[LISTED ENTRIES Boundary: Start]

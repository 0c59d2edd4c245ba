//! Actuation
//!
//! [`ActuationGateway`] decides whether a decoded event warrants a socket
//! command. The [`rf`] side carries the decision out, fire-and-forget.

pub mod error;
pub mod rf;

use std::collections::HashSet;
use std::fmt;

use tracing::{debug, warn};

pub use error::ActuationError;
pub use rf::{
    DryRunTransmitter, GpioTransmitter, RfController, RfDispatcher, SocketController, Transmitter,
};

use crate::config::ActuationConfig;
use crate::decode::{BatteryLevel, DecodedEvent, SocketAction};
use crate::state::{StateKey, StateStore};

#[derive(Debug, Clone, Copy, PartialEq, Eq)]
pub enum IntentReason {
    BatteryLow,
    BatteryFull,
    RemoteCommand,
}

impl fmt::Display for IntentReason {
    fn fmt(&self, f: &mut fmt::Formatter<'_>) -> fmt::Result {
        match self {
            IntentReason::BatteryLow => write!(f, "battery low"),
            IntentReason::BatteryFull => write!(f, "battery full"),
            IntentReason::RemoteCommand => write!(f, "remote command"),
        }
    }
}

/// A single socket switch the hub has decided to issue
#[derive(Debug, Clone, Copy, PartialEq, Eq)]
pub struct SocketCommandIntent {
    pub socket_id: u8,
    pub action: SocketAction,
    pub reason: IntentReason,
}

impl fmt::Display for SocketCommandIntent {
    fn fmt(&self, f: &mut fmt::Formatter<'_>) -> fmt::Result {
        write!(
            f,
            "socket {} {} ({})",
            self.socket_id, self.action, self.reason
        )
    }
}

pub struct ActuationGateway {
    tablet_socket: u8,
    computer_socket: u8,
    battery_low: i64,
    battery_high: i64,
    known_sockets: HashSet<u8>,
}

impl ActuationGateway {
    pub fn new(config: &ActuationConfig) -> Self {
        Self {
            tablet_socket: config.tablet_socket,
            computer_socket: config.computer_socket,
            battery_low: config.battery_low,
            battery_high: config.battery_high,
            known_sockets: config.sockets.iter().map(|socket| socket.id).collect(),
        }
    }

    pub fn is_known_socket(&self, socket_id: u8) -> bool {
        self.known_sockets.contains(&socket_id)
    }

    /// At most one intent per event. Never touches the store.
    pub fn evaluate(&self, event: &DecodedEvent, state: &StateStore) -> Option<SocketCommandIntent> {
        match event {
            DecodedEvent::BatteryLevel(level) => self.battery(*level),
            DecodedEvent::SocketCommand { socket_id, action } => {
                self.socket_command(*socket_id, *action, state)
            }
            _ => None,
        }
    }

    fn battery(&self, level: BatteryLevel) -> Option<SocketCommandIntent> {
        let (action, reason) = match level {
            BatteryLevel::Low => (SocketAction::On, IntentReason::BatteryLow),
            BatteryLevel::Full => (SocketAction::Off, IntentReason::BatteryFull),
            // 0 means "no level", not "empty"
            BatteryLevel::Percent(n) if n > 0 && n <= self.battery_low => {
                (SocketAction::On, IntentReason::BatteryLow)
            }
            BatteryLevel::Percent(n) if n >= self.battery_high => {
                (SocketAction::Off, IntentReason::BatteryFull)
            }
            _ => return None,
        };

        Some(SocketCommandIntent {
            socket_id: self.tablet_socket,
            action,
            reason,
        })
    }

    fn socket_command(
        &self,
        socket_id: u8,
        action: SocketAction,
        state: &StateStore,
    ) -> Option<SocketCommandIntent> {
        if !self.is_known_socket(socket_id) {
            warn!("Rejected command for unknown socket {}", socket_id);
            return None;
        }

        if socket_id == self.computer_socket
            && state.get(StateKey::ComputerStatus).as_text() == Some(action.as_status())
        {
            debug!("Computer already {}, skipping socket {}", action, socket_id);
            return None;
        }

        Some(SocketCommandIntent {
            socket_id,
            action,
            reason: IntentReason::RemoteCommand,
        })
    }
}
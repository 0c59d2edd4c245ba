//! In-memory sink

use std::sync::atomic::{AtomicBool, Ordering};

use async_trait::async_trait;
use tokio::sync::Mutex;

use super::{
    PersistenceError, PersistenceSink, ProbeSightingRow, RawMessageRow, RfTransmissionRow,
    RoomReadingRow,
};

#[derive(Debug, Default)]
struct Tables {
    raw: Vec<RawMessageRow>,
    room: Vec<RoomReadingRow>,
    rf: Vec<RfTransmissionRow>,
    probes: Vec<ProbeSightingRow>,
}

/// Keeps rows in process memory. Can be switched to reject every write.
#[derive(Debug, Default)]
pub struct MemorySink {
    tables: Mutex<Tables>,
    failing: AtomicBool,
}

impl MemorySink {
    pub fn new() -> Self {
        Self::default()
    }

    pub fn set_failing(&self, failing: bool) {
        self.failing.store(failing, Ordering::SeqCst);
    }

    fn check(&self) -> Result<(), PersistenceError> {
        if self.failing.load(Ordering::SeqCst) {
            Err(PersistenceError::Unavailable(
                "memory sink set to fail".to_string(),
            ))
        } else {
            Ok(())
        }
    }

    pub async fn raw_messages(&self) -> Vec<RawMessageRow> {
        self.tables.lock().await.raw.clone()
    }

    pub async fn room_readings(&self) -> Vec<RoomReadingRow> {
        self.tables.lock().await.room.clone()
    }

    pub async fn rf_transmissions(&self) -> Vec<RfTransmissionRow> {
        self.tables.lock().await.rf.clone()
    }

    pub async fn probe_sightings(&self) -> Vec<ProbeSightingRow> {
        self.tables.lock().await.probes.clone()
    }
}

#[async_trait]
impl PersistenceSink for MemorySink {
    async fn append_raw_message(&self, row: RawMessageRow) -> Result<(), PersistenceError> {
        self.check()?;
        self.tables.lock().await.raw.push(row);
        Ok(())
    }

    async fn append_room_reading(&self, row: RoomReadingRow) -> Result<(), PersistenceError> {
        self.check()?;
        self.tables.lock().await.room.push(row);
        Ok(())
    }

    async fn append_rf_transmission(
        &self,
        row: RfTransmissionRow,
    ) -> Result<(), PersistenceError> {
        self.check()?;
        self.tables.lock().await.rf.push(row);
        Ok(())
    }

    async fn append_probe_sighting(
        &self,
        row: ProbeSightingRow,
    ) -> Result<(), PersistenceError> {
        self.check()?;
        self.tables.lock().await.probes.push(row);
        Ok(())
    }
}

[LISTED ENTRIES Boundary: End]

THE TASK:
Your answer must be a copy of every line in the data above that holds the string "BatteryLow".

ANSWER TO THE EXERCISE:
    BatteryLow,
            IntentReason::BatteryLow => write!(f, "battery low"),
            BatteryLevel::Low => (SocketAction::On, IntentReason::BatteryLow),
                (SocketAction::On, IntentReason::BatteryLow)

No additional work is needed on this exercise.